Sunday, October 09, 2005

Squashing Culinary Dissent

Seasonal meals are overrated. If I hear one more person sing the praises of "seasonal, local ingredients, simply prepared" I might go ballistic and toss an organically-grown local cantaloupe at her head. Don't get me wrong, I've enjoyed many meals with the specter of Alice Waters hovering overhead. But c'mon people, celebrate the fact that--thanks to the miracle of heavier-than-air flight--you can get bananas in February and plums in November. Have Icelandic salmon in Virginia. Eat! Enjoy!

Ranting aside, though, there's something nice about squash and apples in the fall. And when my friend Otto came over for dinner last night, I did want to do something a bit upscale. So here's my version, inspired by the purchase of two mystery squash (later identified as Red Kuri):

Seasonal Local Squash and Apples, Simply Prepared

Cut in half crossways and remove the seeds and gooey insides from:
2 red kuri, or other winter squash

Place the squash cut side down in a baking dish with half and inch of water in the bottom. Like this:

Bake at 425 degrees until tender (approx. 30 minutes)
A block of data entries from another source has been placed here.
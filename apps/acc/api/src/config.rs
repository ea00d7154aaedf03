use core_config::{
    AppInfo, ConfigError, FromEnv, app_info, env_or_default, env_parse, server::ServerConfig,
};

// Import database configs from the database library
use database::postgres::PostgresConfig;

// Re-export Environment for use in other modules
pub use core_config::Environment;

/// Where users are stored
#[derive(Clone, Debug)]
pub enum Storage {
    Postgres(PostgresConfig),
    /// Process-local store, emptied on restart
    Memory,
}

impl FromEnv for Storage {
    /// `STORAGE`: `postgres` (default, requires `DATABASE_URL`) or `memory`
    fn from_env() -> Result<Self, ConfigError> {
        let backend = env_or_default("STORAGE", "postgres");

        match backend.to_ascii_lowercase().as_str() {
            "postgres" => Ok(Storage::Postgres(PostgresConfig::from_env()?)),
            "memory" => Ok(Storage::Memory),
            other => Err(ConfigError::ParseError {
                key: "STORAGE".to_string(),
                details: format!("unknown storage backend '{}'", other),
            }),
        }
    }
}

/// Application-specific configuration
/// Composes shared config components from the `config` library
#[derive(Clone, Debug)]
pub struct Config {
    pub app: AppInfo,
    pub storage: Storage,
    /// Apply pending migrations at start-up (PostgreSQL only)
    pub run_migrations: bool,
    pub server: ServerConfig,
    pub environment: Environment,
}

impl Config {
    pub fn from_env() -> eyre::Result<Self> {
        let environment = Environment::from_env();
        let storage = Storage::from_env()?;
        let run_migrations = env_parse("RUN_MIGRATIONS", "true")?;
        let server = ServerConfig::from_env()?; // Uses defaults: HOST=0.0.0.0, PORT=8080

        Ok(Self {
            app: app_info!(),
            storage,
            run_migrations,
            server,
            environment,
        })
    }
}
//! HTTP middleware module.
//!
//! ```ignore
//! use axum_helpers::http::security_headers;
//!
//! let app = Router::new().layer(axum::middleware::from_fn(security_headers));
//! ```

pub mod security;

pub use security::security_headers;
While the squash are baking, saute on high heat until softened and slightly browned:
2 red apples (I used Macoun, because they were fresh and locally grown)
1 Tablespoon butter
2 teaspoons dried sage leaves

When the squash is done, scoop out the now-soft flesh and combine with the apple mixture. Serve.

I presented this dish with goat cheese crumbled on top. The heat from the cooked squash and apples melted the cheese a bit, which was nice. If you've let your squash cool, you could stick the whole thing under a broiler for a minute or two to achieve the desired effect.

The goat cheese, by the way, was from France. Ha!